Варвара Федоровна, женщина лет сорока, сухощавая, но широкая в кости, смуглая, с суровыми, резкими чертами лица, густыми черными бровями, крутым подбородком, резала хлеб, подкладывала варенья в розетки, спокойно перехватывая убеждающие, «агитирующие» взгляды Руденко и Мартынова.
— А что, мать, — откашлявшись, голосом, сиповатым от неуверенности в благополучном исходе их мирной застольной беседы, сказал Руденко, — может, и мне взять колхоз?.. Что нам — привыкать к сельской жизни? Пусть ее другие боятся, а мы в деревне родились и выросли. А?.. Пока не поздно.
— Почему — пока не поздно? — спросила Варвара Федоровна.

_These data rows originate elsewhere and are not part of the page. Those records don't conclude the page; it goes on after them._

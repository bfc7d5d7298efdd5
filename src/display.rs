//! # Display sink
//!
//! Pull-based contract for the e-ink renderer: it subscribes to the state
//! store and receives at most one frame every two seconds. Rendering happens
//! on its own task and never blocks the orchestrator; bursts of state changes
//! coalesce into the latest snapshot.

use std::sync::Arc;
use std::time::Duration;

use log::debug;
use tokio::task::JoinHandle;

use crate::state::SystemState;
use crate::store::StateStore;

/// Minimum period between two rendered frames.
const MIN_RENDER_PERIOD: Duration = Duration::from_secs(2);

/// Frame consumer. The real renderer lives in the display stack; this crate
/// only defines the contract and feeds it snapshots.
pub trait DisplaySink: Send + Sync {
    fn render(&self, state: &SystemState);
}

/// Default sink when no display stack is attached.
pub struct LogDisplay;

impl DisplaySink for LogDisplay {
    fn render(&self, state: &SystemState) {
        debug!(
            "display frame: {} ssid={:?} ip={:?}",
            state.connection_state.as_str(),
            state.ssid,
            state.ip_address
        );
    }
}

/// Render the current snapshot, then one frame per change, throttled to
/// [`MIN_RENDER_PERIOD`].
pub fn spawn(store: Arc<StateStore>, sink: Arc<dyn DisplaySink>) -> JoinHandle<()> {
    let mut changes = store.subscribe();
    tokio::spawn(async move {
        loop {
            let snapshot = changes.borrow_and_update().clone();
            sink.render(&snapshot);

            tokio::time::sleep(MIN_RENDER_PERIOD).await;
            if changes.changed().await.is_err() {
                break;
            }
        }
    })
}

#[cfg(test)]
mod tests {
    use super::*;
    use crate::state::ConnectionState;
    use crate::store::StatePatch;
    use std::sync::Mutex;

    struct RecordingSink {
        frames: Mutex<Vec<ConnectionState>>,
    }

    impl DisplaySink for RecordingSink {
        fn render(&self, state: &SystemState) {
            self.frames.lock().unwrap().push(state.connection_state);
        }
    }

    #[tokio::test(start_paused = true)]
    async fn bursts_coalesce_into_one_frame() {
        let dir = tempfile::tempdir().unwrap();
        let store = Arc::new(StateStore::load(&dir.path().join("state.json")));
        let sink = Arc::new(RecordingSink { frames: Mutex::new(Vec::new()) });

        let handle = spawn(store.clone(), sink.clone());
        tokio::time::sleep(Duration::from_millis(100)).await;

        // burst of changes inside one render period
        for state in [
            ConnectionState::Switching,
            ConnectionState::Connecting,
            ConnectionState::Connected,
        ] {
            store.update(StatePatch::state(state)).await.unwrap();
        }

        tokio::time::sleep(MIN_RENDER_PERIOD + Duration::from_millis(500)).await;
        handle.abort();

        let frames = sink.frames.lock().unwrap().clone();
        // initial frame plus exactly one coalesced frame showing the latest state
        assert_eq!(frames, vec![ConnectionState::Disconnected, ConnectionState::Connected]);
    }
}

— Да вот, говорим, пока не дошло дело до бригады.
Вопреки ожиданиям Руденко, ничего особенного не случилось.
— Бригады боишься? Не бойся! — махнула рукой Варвара Федоровна. — Как видно, к тому идет, что скоро вам, таким руководителям, колхозники и звена не доверят. Куриной фермы не доверят!..
Мартынов и Руденко переглянулись.
— Чего вы тут старались, целый час мне разъясняли: «Председатель колхоза — самая почетная должность!», «Лучших коммунистов надо послать председателями!» Коробкину, Жбанову разъясняйте, да их женам, белоручкам, что маникюр каждую субботу наводят!.. Думаешь, Иван, я не знаю, что ты дал согласие на колхоз?
— Ты знаешь? Откуда? Кто тебе рассказал?..
— Да ты же сам и рассказал.
Руденко молча, в недоумении, развел руками.
— Вот за что хорош муж у меня, — обратилась Варвара Федоровна к Мартынову. — Если приглянется ему какая женщина, еще не успеет согрешить, только подумает, а я уж знаю — ночью во сне все выболтает. Или болезнь это у него, или, может, тяжело ему работать в райисполкоме, перегрузка на мозги — всю ночь бредит. Да ты мне, Иван, — круто повернулась к мужу, — целую неделю уже спать не даешь! Только и слышу: «Если мы не возьмем это дело в свои руки — кто ж возьмет?»… «Мы виноваты — нам и исправлять»… Истинно так! Вам исправлять. Ты тут шесть лет в райисполкоме сидишь, всех пересидел. А много ли пользы принес колхозам? У вас в руках и власть и законы, да что-то вас не очень слушают. Заседаете, постановления пишете, телефонограммы бьете — как об стенку горохом! Кто ж будет выполнять ваши постановления в таких колхозах, как «Красный пахарь», куда нас, городских домохозяек, посылали осенью свеклу копать? Этот обормот Анучкин? Ни шалашей у них в поле, ни воды не подвозят, не заботятся о людях, негодяи! Из ваших постановлений цигарки крутят. Расписываете их, трудитесь — для кого? Тумба бездушная сидит в председательском кресле, сивухой насквозь провоняла. Гнать их поганой метлой, таких паразитов, разорителей колхозной жизни! А вам самим — на их место садиться… Езжай в колхоз, бери какой потруднее — может, совесть у тебя успокоится, не будешь по ночам за голову хвататься.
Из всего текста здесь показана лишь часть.